Pramparo is joined by two fellow Argentinians, the first of whom is Gabriela Parigi, a fiercely strong woman and mother of a newborn baby. Parigi moreover exhibits an empowering presence on stage, as well as a flair for comedy. The second is Matias Plaul, who has the most harrowing life story, dating back to when his revolutionary Italian father was forever taken away from him and his mother by the Argentinian army when Plaul was only 8 months old. This prompts Plaul to ask somberly what his dad’s last meal might have been (he hopes it was pasta) as he purges his intense emotions by performing perilous feats using the pole, culminating in him free-falling, as a bungee jumper would, from the top, only stopping himself and his head from plunging through the floor at the very last second.
Similarly adept with the pole is Héloïse Bourgeois of Paris, France, who rightly believes that fruit is no substitute for actual dessert. Using the pole, she dynamically demonstrates her uncanny core strength and body control — a trait that also manifests when she is regularly launched into the air and is able to, at one point, gracefully grab onto the overhanging wooden fixture as if it were a handlebar.
Another memorable highlight involves a two-man interplay, featuring Melvin Diggs, who looks like an NBA small forward and can jump like he’s on stilts, and Sidney Iking Bateman, a whirling dervish of a man who relentlessly overcomes one feat after another. With all eyes on the two St. Louis natives, their pre-recorded voices can be overhead on the speakers – detailing Diggs’ lack of a father figure and Bateman’s childhood memory of enjoying french fries and reading books at Rally’s Hamburgers – as they somersault and backflip through an array of stacked square-wooden hoops, each one more daunting than the next.

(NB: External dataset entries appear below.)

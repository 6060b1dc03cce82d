//! Core Error Types
//!
//! Foundational error types shared across the Aegis Command workspace.
//! Kept dependency-free (thiserror + std) so the core crate stays light; the
//! application crate layers its own `AppError` on top.

use thiserror::Error;

/// Core error type for the Aegis Command workspace.
#[derive(Error, Debug)]
pub enum CoreError {
    /// Validation errors
    #[error("Validation error: {0}")]
    Validation(String),

    /// Parse errors
    #[error("Parse error: {0}")]
    Parse(String),
}

/// Result type alias for core errors
pub type CoreResult<T> = Result<T, CoreError>;

impl CoreError {
    /// Create a validation error
    pub fn validation(msg: impl Into<String>) -> Self {
        Self::Validation(msg.into())
    }

    /// Create a parse error
    pub fn parse(msg: impl Into<String>) -> Self {
        Self::Parse(msg.into())
    }
}

impl From<CoreError> for String {
    fn from(err: CoreError) -> String {
        err.to_string()
    }
}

Bateman would later be individually spotlighted in a Chinese yo-yo juggling act. Using only a string to spin a wheel-like piece that resembles a hockey puck, Bateman is able to lasso it around his arms and legs, all the while his body tilts and revolves in the air, defying gravity.
Furthermore, an amazingly dramatic act between Mishannock Ferrero, a Rhode-Island native who strongly desires love and the bond of family, and Anna Kachalova of Moscow, Russia, highlights the latter’s ability to balance upside-down, using only Ferrero’s hands, or be catapulted in mid-air only to be caught by Ferrero’s knees and hands. This is called “Icarian” flying, which, during the last moments of the show, summons the participation of the entire cast.

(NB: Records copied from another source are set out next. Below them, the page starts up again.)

//! Live Audio Sessions
//!
//! Bidirectional sessions against the Gemini Live WebSocket endpoint. A
//! session is opened with a system instruction and a prebuilt voice; the
//! server streams PCM frames back, which are surfaced as `LiveEvent`s on a
//! channel. The local side may close the session at any time through the
//! connection's cancellation token.

use async_trait::async_trait;
use futures_util::{SinkExt, StreamExt};
use tokio::sync::mpsc;
use tokio_tungstenite::tungstenite::Message;
use tokio_util::sync::CancellationToken;

use crate::audio::{decode_pcm16_base64, sample_rate_from_mime, AudioFrame, BRIEFING_SAMPLE_RATE};
use crate::provider::missing_api_key_error;
use crate::types::{LlmError, LlmResult, ProviderConfig};

/// Default Gemini Live endpoint
const GEMINI_LIVE_URL: &str = "wss://generativelanguage.googleapis.com/ws/google.ai.generativelanguage.v1beta.GenerativeService.BidiGenerateContent";

/// Buffered events per session before the reader applies back-pressure.
const EVENT_CHANNEL_CAPACITY: usize = 256;

/// Parameters for opening a session.
#[derive(Debug, Clone, PartialEq, Eq)]
pub struct LiveSetup {
    pub model: String,
    pub voice: String,
    pub system_instruction: String,
    /// User turn sent once the server acknowledges setup
    pub kickoff: Option<String>,
}

/// Session lifecycle and payload events.
#[derive(Debug, Clone, PartialEq)]
pub enum LiveEvent {
    Opened,
    Audio(AudioFrame),
    TurnComplete,
    Closed { reason: Option<String> },
    Error { message: String },
}

/// An open session: its event stream plus a handle to end it.
pub struct LiveConnection {
    events: mpsc::Receiver<LiveEvent>,
    cancel: CancellationToken,
}

impl LiveConnection {
    pub fn new(events: mpsc::Receiver<LiveEvent>, cancel: CancellationToken) -> Self {
        Self { events, cancel }
    }

    /// Next event, or `None` once the session task has finished.
    pub async fn next_event(&mut self) -> Option<LiveEvent> {
        self.events.recv().await
    }

    /// Token that ends the session when cancelled.
    pub fn closer(&self) -> CancellationToken {
        self.cancel.clone()
    }

    pub fn close(&self) {
        self.cancel.cancel();
    }
}

/// Opens live audio sessions.
#[async_trait]
pub trait LiveConnector: Send + Sync {
    async fn connect(&self, setup: LiveSetup) -> LlmResult<LiveConnection>;
}

/// Build the first client message of a session.
pub fn setup_message(setup: &LiveSetup) -> serde_json::Value {
    serde_json::json!({
        "setup": {
            "model": format!("models/{}", setup.model),
            "generationConfig": {
                "responseModalities": ["AUDIO"],
                "speechConfig": {
                    "voiceConfig": {
                        "prebuiltVoiceConfig": { "voiceName": setup.voice }
                    }
                }
            },
            "systemInstruction": {
                "parts": [{ "text": setup.system_instruction }]
            }
        }
    })
}

/// Build a complete user turn.
pub fn kickoff_message(text: &str) -> serde_json::Value {
    serde_json::json!({
        "clientContent": {
            "turns": [{
                "role": "user",
                "parts": [{ "text": text }]
            }],
            "turnComplete": true
        }
    })
}

/// Translate one server message into events.
///
/// Audio parts that fail to decode are skipped with a warning; a malformed
/// envelope is an error.
pub fn parse_server_message(raw: &str) -> LlmResult<Vec<LiveEvent>> {
    let value: serde_json::Value = serde_json::from_str(raw).map_err(|e| LlmError::ParseError {
        message: format!("invalid live message: {}", e),
    })?;

    let mut events = Vec::new();

    if value.get("setupComplete").is_some() {
        events.push(LiveEvent::Opened);
    }

    if let Some(content) = value.get("serverContent") {
        let parts = content["modelTurn"]["parts"]
            .as_array()
            .map(Vec::as_slice)
            .unwrap_or_default();
        for part in parts {
            let inline = &part["inlineData"];
            let Some(data) = inline["data"].as_str() else {
                continue;
            };
            let mime = inline["mimeType"].as_str().unwrap_or("audio/pcm");
            if !mime.starts_with("audio/") {
                continue;
            }
            let rate = sample_rate_from_mime(mime).unwrap_or(BRIEFING_SAMPLE_RATE);
            match decode_pcm16_base64(data, rate) {
                Ok(frame) => events.push(LiveEvent::Audio(frame)),
                Err(err) => tracing::warn!(error = %err, "dropping undecodable audio frame"),
            }
        }
        if content["turnComplete"].as_bool() == Some(true) {
            events.push(LiveEvent::TurnComplete);
        }
    }

    if let Some(error) = value.get("error") {
        let message = error["message"]
            .as_str()
            .map(str::to_string)
            .unwrap_or_else(|| error.to_string());
        events.push(LiveEvent::Error { message });
    }

    Ok(events)
}

/// Live connector for the Gemini WebSocket API
pub struct GeminiLiveConnector {
    config: ProviderConfig,
}

impl GeminiLiveConnector {
    pub fn new(config: ProviderConfig) -> Self {
        Self { config }
    }

    fn session_url(&self, api_key: &str) -> LlmResult<url::Url> {
        let base = self.config.live_url.as_deref().unwrap_or(GEMINI_LIVE_URL);
        let mut url = url::Url::parse(base).map_err(|e| LlmError::InvalidRequest {
            message: format!("invalid live endpoint {}: {}", base, e),
        })?;
        url.query_pairs_mut().append_pair("key", api_key);
        Ok(url)
    }
}

#[async_trait]
impl LiveConnector for GeminiLiveConnector {
    async fn connect(&self, setup: LiveSetup) -> LlmResult<LiveConnection> {
        let api_key = self
            .config
            .api_key
            .as_ref()
            .ok_or_else(|| missing_api_key_error("gemini-live"))?;
        let url = self.session_url(api_key)?;

        let (ws, _response) = tokio_tungstenite::connect_async(url.as_str())
            .await
            .map_err(|e| LlmError::NetworkError {
                message: format!("live session connect failed: {}", e),
            })?;
        let (mut sink, mut stream) = ws.split();

        sink.send(Message::Text(setup_message(&setup).to_string()))
            .await
            .map_err(|e| LlmError::NetworkError {
                message: format!("live session setup failed: {}", e),
            })?;

        let (tx, rx) = mpsc::channel(EVENT_CHANNEL_CAPACITY);
        let cancel = CancellationToken::new();
        let token = cancel.clone();
        let kickoff = setup.kickoff.clone();

        tokio::spawn(async move {
            let reason = loop {
                let frame = tokio::select! {
                    _ = token.cancelled() => {
                        let _ = sink.send(Message::Close(None)).await;
                        break Some("closed by client".to_string());
                    }
                    frame = stream.next() => frame,
                };

                let text = match frame {
                    Some(Ok(Message::Text(text))) => text,
                    Some(Ok(Message::Binary(bytes))) => {
                        String::from_utf8_lossy(&bytes).into_owned()
                    }
                    Some(Ok(Message::Close(close))) => {
                        break close.map(|c| c.reason.to_string());
                    }
                    Some(Ok(_)) => continue,
                    Some(Err(e)) => {
                        let _ = tx
                            .send(LiveEvent::Error {
                                message: e.to_string(),
                            })
                            .await;
                        break None;
                    }
                    None => break None,
                };

                let events = match parse_server_message(&text) {
                    Ok(events) => events,
                    Err(err) => {
                        tracing::warn!(error = %err, "ignoring unparsable live message");
                        continue;
                    }
                };

                for event in events {
                    if event == LiveEvent::Opened {
                        if let Some(prompt) = kickoff.as_deref() {
                            let msg = Message::Text(kickoff_message(prompt).to_string());
                            if let Err(e) = sink.send(msg).await {
                                tracing::warn!(error = %e, "failed to send kickoff turn");
                            }
                        }
                    }
                    if tx.send(event).await.is_err() {
                        // Receiver dropped: nobody is listening any more.
                        token.cancel();
                    }
                }
            };

            tracing::debug!(?reason, "live session ended");
            let _ = tx.send(LiveEvent::Closed { reason }).await;
        });

        Ok(LiveConnection::new(rx, cancel))
    }
}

The poetry between Ferrero and Kachalova is matched by Anna Kichtchenko, also from Moscow, who flourishes during an aerial silk performance where she manipulates the drapery around her body, as she swings and corkscrews herself with not even the slightest margin for error. As the show comes to a wonderful conclusion, Kichtchenko, as well as Kachalova, Parigi, and Bourgeois combine one of the most important food ingredients (flour) with floor acrobatics in what is a bedazzling artistic display of ingenuity and sensuality.

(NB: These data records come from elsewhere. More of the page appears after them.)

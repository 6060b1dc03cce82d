//! Rate-Limit Retry
//!
//! A higher-order wrapper every outbound model call composes. Only failures
//! carrying a rate-limit signature are retried; everything else propagates
//! unchanged on the first attempt.

use std::fmt;
use std::future::Future;
use std::time::Duration;

use serde::{Deserialize, Serialize};

use crate::types::LlmError;

/// Default number of retries after the first attempt.
pub const DEFAULT_MAX_RETRIES: u32 = 2;

/// Default delay before the first retry. Each further retry doubles it.
pub const DEFAULT_INITIAL_DELAY_MS: u64 = 5_000;

/// Bounded exponential back-off policy.
#[derive(Debug, Clone, Copy, PartialEq, Eq, Serialize, Deserialize)]
pub struct RetryPolicy {
    pub max_retries: u32,
    pub initial_delay_ms: u64,
}

impl Default for RetryPolicy {
    fn default() -> Self {
        Self {
            max_retries: DEFAULT_MAX_RETRIES,
            initial_delay_ms: DEFAULT_INITIAL_DELAY_MS,
        }
    }
}

impl RetryPolicy {
    pub fn new(max_retries: u32, initial_delay: Duration) -> Self {
        Self {
            max_retries,
            initial_delay_ms: initial_delay.as_millis() as u64,
        }
    }

    pub fn initial_delay(&self) -> Duration {
        Duration::from_millis(self.initial_delay_ms)
    }

    /// Wait before retry number `retry` (0-based): `initial × 2^retry`.
    pub fn delay_for_retry(&self, retry: u32) -> Duration {
        let factor = 1u32.checked_shl(retry).unwrap_or(u32::MAX);
        self.initial_delay().saturating_mul(factor)
    }

    /// Total added latency when every retry is consumed.
    pub fn worst_case_delay(&self) -> Duration {
        (0..self.max_retries)
            .map(|r| self.delay_for_retry(r))
            .fold(Duration::ZERO, Duration::saturating_add)
    }
}

/// Failures that can tell whether they were caused by rate limiting.
pub trait RateLimitSignal {
    fn is_rate_limited(&self) -> bool;
}

impl RateLimitSignal for LlmError {
    fn is_rate_limited(&self) -> bool {
        LlmError::is_rate_limited(self)
    }
}

/// Run `operation`, retrying rate-limited failures per `policy`.
///
/// Makes at most `max_retries + 1` calls. The failure from the last call is
/// returned as-is.
pub async fn with_retry<T, E, F, Fut>(policy: &RetryPolicy, mut operation: F) -> Result<T, E>
where
    F: FnMut() -> Fut,
    Fut: Future<Output = Result<T, E>>,
    E: RateLimitSignal + fmt::Display,
{
    let mut retries_left = policy.max_retries;
    let mut delay = policy.initial_delay();
    let mut attempt: u32 = 1;

    loop {
        match operation().await {
            Ok(value) => return Ok(value),
            Err(err) if retries_left > 0 && err.is_rate_limited() => {
                tracing::warn!(
                    attempt,
                    max_attempts = policy.max_retries + 1,
                    wait_ms = delay.as_millis() as u64,
                    error = %err,
                    "with_retry: rate limited, backing off"
                );
                tokio::time::sleep(delay).await;
                delay = delay.saturating_mul(2);
                retries_left -= 1;
                attempt += 1;
            }
            Err(err) => return Err(err),
        }
    }
}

Undoubtedly, “Cuisine & Confessions” is one of the most special shows seen in a long time, for its international and immensely skilled performers not only have a heart-to-heart with the audience about food, but about their own backgrounds, each one distinct, but bound by the same burning desire – to love and be loved. Inclusive of this is the notion — and running theme throughout the 90-minute spectacle — that perhaps there is no greater act of love than serving another human-being a deliciously fulfilling meal.